Professor of Common Law
Sir William Blackstone

[photo of plaque]Sir William Blackstone (1723-1780), Professor of Common Law, Oxford University, was an eminent, prolific English authority on common law. The common law is part of the underlying law used in England and the United States.

The common law derives from a long line of rights developed over centuries on behalf of the people. A famous example is the Magna Charta (1215) under King John. These rights include what was referenced by our own U.S. "Bill of Rights."

Blackstone wrote prolifically on the laws on the England. His Commentaries were well received, went through a number of editions, and are still cited in modern legal references such as Black's Law Dictionary. Here is an overview of some editions:

    Commentaries on the Laws of England, 1st ed (Oxford: Clarendon Press, 1765)

    Commentaries on the Laws of England, 3rd ed (Oxford: Clarendon Press, 1768)

    Commentaries on the Laws of England: in Four Books, 4th ed (Oxford: Clarendon Press, 1770)

When cited, the book is so authoritative that references written for lawyers can be abbreviated with the volume, title abbreviation, and page: example, 1 Bl Comm 302. For lay readers, of course, it is helpful to be longer. An example of the latter is at our legal definitions site (the reference to Blackstone's Commentaries).

A Brief Excerpt
Reprint of an 1803 Book on Blackstone and U.S. Constitution
An Analysis of Blackstone's Impact
His Methods Cited In Tiffany's Anti-Slavery Book

Other Significant U.S. Historical Materials

Civil law is given, not to create rights, but to protect already pre-existing natural rights, i.e., pre-constitutional rights. Wherefore, says Blackstone, the "primary object of law is to maintain and regulate these absolute rights of individuals." Vol. I, page 89. Absolute rights are those "such as would belong to man in a state of nature, and which EVERY MAN is entitled to enjoy, whether in society or out of society." These natural rights include "life and liberty, and which no human legislature may abridge or destroy, unless the OWNER himself shall commit some act that amounts to a forfeiture."
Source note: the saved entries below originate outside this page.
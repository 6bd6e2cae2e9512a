use std::sync::LazyLock;

use regex::Regex;

use crate::model::config::ProgressConfig;
use crate::model::progress::{CategorySection, Entry, ProgressCounts, ProgressRegion, UpsertOutcome};
use crate::parse::{parse_region, serialize_region};

static TOTAL_LINE: LazyLock<Regex> = LazyLock::new(|| {
    Regex::new(r"^- Total: \d+ done / \d+ planned(\s*)$").expect("valid total line regex")
});

/// Categories a freshly created progress document starts with
pub const DEFAULT_CATEGORIES: &[&str] = &[
    "Arrays",
    "Two Pointers",
    "Sliding Window",
    "Stack",
    "Binary Search",
];

/// Result of recording one problem in a document
#[derive(Debug, Clone, PartialEq, Eq)]
pub struct RecordResult {
    pub document: String,
    pub outcome: UpsertOutcome,
    pub counts: ProgressCounts,
}

// ---------------------------------------------------------------------------
// Region extraction and replacement
// ---------------------------------------------------------------------------

/// Byte range of the text strictly between the first start marker and the
/// first end marker after it
fn region_bounds(document: &str, config: &ProgressConfig) -> Option<(usize, usize)> {
    let start = document.find(&config.start_marker)? + config.start_marker.len();
    let end = start + document[start..].find(&config.end_marker)?;
    Some((start, end))
}

/// Content of a progress document that doesn't exist yet
pub fn default_document(config: &ProgressConfig) -> String {
    let mut out = format!(
        "# NeetCode 150 – My Progress\n\nGoal: 5 problems/week\n\n{}\n- Total: 0 done / {} planned\n\n---\n\n{}\n",
        config.summary_heading, config.planned, config.start_marker
    );
    for category in DEFAULT_CATEGORIES {
        out.push_str(&format!("## {}\n{}\n\n", category, config.placeholder));
    }
    out.push_str(&config.end_marker);
    out.push('\n');
    out
}

/// The region used when a document has no markers: the default category
/// with an empty body.
pub fn default_region(config: &ProgressConfig) -> String {
    format!("\n## {}\n{}\n\n", config.default_category, config.placeholder)
}

/// Text between the progress markers.
///
/// Without markers a default region is synthesized. It only reaches the
/// document if the caller writes it back with [`replace_region`].
pub fn extract_region(document: &str, config: &ProgressConfig) -> String {
    match region_bounds(document, config) {
        Some((start, end)) => document[start..end].to_string(),
        None => default_region(config),
    }
}

/// Swap the text between the markers for `region`. A document without
/// markers gets a new marked region appended at the end.
pub fn replace_region(document: &str, region: &str, config: &ProgressConfig) -> String {
    if let Some((start, end)) = region_bounds(document, config) {
        let mut out = String::with_capacity(document.len() + region.len());
        out.push_str(&document[..start]);
        out.push_str(region);
        out.push_str(&document[end..]);
        return out;
    }

    let kept = document.trim_end();
    let mut out = String::from(kept);
    if !kept.is_empty() {
        out.push_str("\n\n");
    }
    out.push_str(&config.start_marker);
    out.push_str(region);
    out.push_str(&config.end_marker);
    out.push('\n');
    out
}

// ---------------------------------------------------------------------------
// Category and entry editing
// ---------------------------------------------------------------------------

/// Index of the section titled `title`, appending a placeholder section at
/// the end of the region first if there is none. The bool is true when the
/// section was created.
pub fn ensure_section(region: &mut ProgressRegion, title: &str, placeholder: &str) -> (usize, bool) {
    if let Some(idx) = region.section_index(title) {
        return (idx, false);
    }

    // Keep a blank line between existing content and the new heading
    let needs_separator = region.lines().last().is_some_and(|l| !l.trim().is_empty());
    if needs_separator {
        match region.sections.last_mut() {
            Some(last) => last.body.push(String::new()),
            None => region.preamble.push(String::new()),
        }
    }
    if region.tail.is_none() {
        region.tail = Some(String::new());
    }

    region.sections.push(CategorySection::new(title, placeholder));
    (region.sections.len() - 1, true)
}

/// Add `entry` to the section titled `title`, creating the section if needed.
///
/// An existing entry with the same name is only ever upgraded from not-done
/// to done; everything else about it is left as is.
pub fn upsert_in_region(
    region: &mut ProgressRegion,
    title: &str,
    entry: &Entry,
    placeholder: &str,
) -> UpsertOutcome {
    let (idx, _) = ensure_section(region, title, placeholder);
    let section = &mut region.sections[idx];

    if let Some((line_idx, current_done)) = section.find_entry(&entry.name) {
        if entry.done && !current_done {
            section.body[line_idx] = mark_done(&section.body[line_idx]);
            return UpsertOutcome::Upgraded;
        }
        return UpsertOutcome::Unchanged;
    }

    let line = entry.to_line();
    match section.body.iter().position(|l| l.trim() == placeholder) {
        Some(line_idx) => section.body[line_idx] = line,
        None => {
            let at = append_point(&section.body);
            section.body.insert(at, line);
        }
    }
    section.body.retain(|l| l.trim() != placeholder);
    UpsertOutcome::Inserted
}

/// Rewrite `- [ ] rest` as `- [x] rest`
fn mark_done(line: &str) -> String {
    match line.strip_prefix("- [ ]") {
        Some(rest) => format!("- [x]{}", rest),
        None => line.to_string(),
    }
}

/// Position just after the last non-blank line, so trailing blank lines
/// stay between this section and the next
fn append_point(body: &[String]) -> usize {
    body.iter()
        .rposition(|l| !l.trim().is_empty())
        .map(|i| i + 1)
        .unwrap_or(0)
}

/// Ensure a `## <title>` section exists in the region text
pub fn ensure_category(region_text: &str, title: &str, config: &ProgressConfig) -> String {
    let mut region = parse_region(region_text);
    let (_, created) = ensure_section(&mut region, title, &config.placeholder);
    if !created {
        return region_text.to_string();
    }
    serialize_region(&region)
}

/// Insert or update a problem line in the region text
pub fn upsert_entry(
    region_text: &str,
    title: &str,
    entry: &Entry,
    config: &ProgressConfig,
) -> (String, UpsertOutcome) {
    let mut region = parse_region(region_text);
    let outcome = upsert_in_region(&mut region, title, entry, &config.placeholder);
    (serialize_region(&region), outcome)
}

// ---------------------------------------------------------------------------
// Summary
// ---------------------------------------------------------------------------

/// Count checklist lines in region text. The first segment shares a line
/// with the start marker and is never counted.
pub fn count_entries(region_text: &str) -> ProgressCounts {
    let mut counts = ProgressCounts::default();
    for line in region_text.split('\n').skip(1) {
        if line.starts_with("- [x]") {
            counts.done += 1;
            counts.total += 1;
        } else if line.starts_with("- [ ]") {
            counts.total += 1;
        }
    }
    counts
}

/// Rewrite the `- Total: N done / M planned` line under the summary heading
/// from the entries currently in the progress region. Documents without a
/// summary line come back unchanged.
pub fn recompute_summary(document: &str, config: &ProgressConfig) -> String {
    let counts = count_entries(&extract_region(document, config));
    let mut lines: Vec<String> = document.split('\n').map(|l| l.to_string()).collect();

    let mut idx = 0;
    while idx < lines.len() {
        if lines[idx].trim_end() != config.summary_heading {
            idx += 1;
            continue;
        }
        let mut next = idx + 1;
        while next < lines.len() && lines[next].trim().is_empty() {
            next += 1;
        }
        if next < lines.len()
            && let Some(caps) = TOTAL_LINE.captures(&lines[next])
        {
            let trailing = caps.get(1).map_or("", |m| m.as_str()).to_string();
            lines[next] = format!(
                "- Total: {} done / {} planned{}",
                counts.done, config.planned, trailing
            );
        }
        idx = next;
    }

    lines.join("\n")
}

// ---------------------------------------------------------------------------
// Whole-document edit
// ---------------------------------------------------------------------------

/// Record `entry` under `title`: extract the region (or synthesize one),
/// upsert the entry, put the region back and refresh the summary line.
pub fn record_entry(
    document: &str,
    title: &str,
    entry: &Entry,
    config: &ProgressConfig,
) -> RecordResult {
    let region = extract_region(document, config);
    let region = ensure_category(&region, title, config);
    let (region, outcome) = upsert_entry(&region, title, entry, config);
    let counts = count_entries(&region);

    let document = replace_region(document, &region, config);
    let document = recompute_summary(&document, config);

    RecordResult {
        document,
        outcome,
        counts,
    }
}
Civil law or government, may never contravene or oppose the moral law, or law of revelation.

  • "The province of human government is to protect—not to destroy man's natural rights, but more perfectly secure them to him," says Rev. John G. Fee, Sinfulness of Slaveholding (1851), p 6.

  • "Upon the law of Nature and Revelation all human laws depend."

  • "No human laws should be suffered to contradict these."

  • "Nay, if any human laws should allow, or enjoin us to commit a violation of the revealed law, we are bound to transgress that human law, or else we must offend both natural and revealed law."—Vol. I. pp. 28, 29. (Cited by Rev. John G. Fee, Anti-Slavery Manual (1851), pp 70-72.)

  • "Whenever the legislators endeavor to take away and destroy the property of the people, or to reduce them to slavery under arbitrary power, they put themselves into a state of war with the people, who are thereupon absolved from any further obedience."—John Locke, 1690.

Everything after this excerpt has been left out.